Work task | Return every line below in which "summaries" appears.
• • • •
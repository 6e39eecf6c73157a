//! # hate-corpora
//!
//! Downloads hate speech corpora and rewrites them into a single tab separated format,
//! with unified labels.
//!
//! ```sh
//! hate-corpora 0.1.0
//! hate speech corpora acquisition and unification tool.
//!
//! USAGE:
//!     hate-corpora <SUBCOMMAND>
//!
//! SUBCOMMANDS:
//!     check    Check the hash of a downloaded archive
//!     fetch    Download, check, process and unify datasets
//!     help     Prints this message or the help of the given subcommand(s)
//!     list     List available datasets
//!     unify    Unify already processed dataset files
//! ```
//!
//! Logging is controlled by `RUST_LOG` (e.g. `RUST_LOG=info`).
use hate_corpora::{
    datasets::{Dataset, Registry},
    error::Error,
    integrity,
    pipeline::Pipeline,
    unify::Unifier,
};
use serde::Serialize;
use structopt::StructOpt;

#[macro_use]
extern crate log;

mod cli;

/// Serializable summary of a dataset, used by `list --json`.
#[derive(Serialize)]
struct Summary<'a> {
    name: &'a str,
    url: &'a str,
    license: &'a str,
    files: &'a [hate_corpora::datasets::FileDescriptor],
}

fn list(registry: &Registry, json: bool) -> Result<(), Error> {
    if json {
        let summaries: Vec<Summary> = registry
            .iter()
            .map(|d| Summary {
                name: d.name(),
                url: d.url(),
                license: d.license(),
                files: d.files(),
            })
            .collect();
        println!("{}", serde_json::to_string_pretty(&summaries)?);
        return Ok(());
    }
    for dataset in registry.iter() {
        println!("{}\t{}", dataset.name(), dataset.url());
        for file in dataset.files() {
            println!(
                "\t{}\t{}\t{:?}\t{}",
                file.name, file.language, file.kind, file.platform
            );
        }
    }
    Ok(())
}

fn fetch(registry: &Registry, e: cli::Fetch) -> Result<(), Error> {
    let pipeline = Pipeline::new(e.dst, e.tmp, Unifier::new(e.config))
        .translate_labels(e.translate)
        .skip_download(e.skip_download);

    let datasets: Vec<&dyn Dataset> = if e.datasets.is_empty() {
        registry.iter().collect()
    } else {
        e.datasets
            .iter()
            .map(|name| registry.get(name))
            .collect::<Result<_, _>>()?
    };

    let mut failures = 0;
    for dataset in datasets {
        match pipeline.run(dataset) {
            Ok(folder) => info!("[{}] available in {:?}", dataset.name(), folder),
            Err(err) => {
                error!("[{}] {}", dataset.name(), err);
                failures += 1;
            }
        }
    }

    if failures > 0 {
        Err(Error::Custom(format!(
            "{failures} dataset(s) failed: see previous messages."
        )))
    } else {
        Ok(())
    }
}

fn main() -> Result<(), Error> {
    env_logger::init();

    let opt = cli::HateCorpora::from_args();
    debug!("cli args\n{:#?}", opt);

    let registry = Registry::bundled();

    match opt {
        cli::HateCorpora::List(l) => list(&registry, l.json)?,
        cli::HateCorpora::Check(c) => {
            let dataset = registry.get(&c.dataset)?;
            let digest = integrity::digest(&c.file)?;
            let valid = integrity::check_digest(dataset.name(), dataset.hash(), &digest);
            println!("{digest}\t{}", if valid { "OK" } else { "MISMATCH" });
        }
        cli::HateCorpora::Unify(u) => {
            let dataset = registry.get(&u.dataset)?;
            Unifier::new(u.config).unify(dataset, &u.folder, u.translate)?;
        }
        cli::HateCorpora::Fetch(f) => fetch(&registry, f)?,
    };
    Ok(())
}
• • • •
Result for this exercise |
        let summaries: Vec<Summary> = registry
        println!("{}", serde_json::to_string_pretty(&summaries)?);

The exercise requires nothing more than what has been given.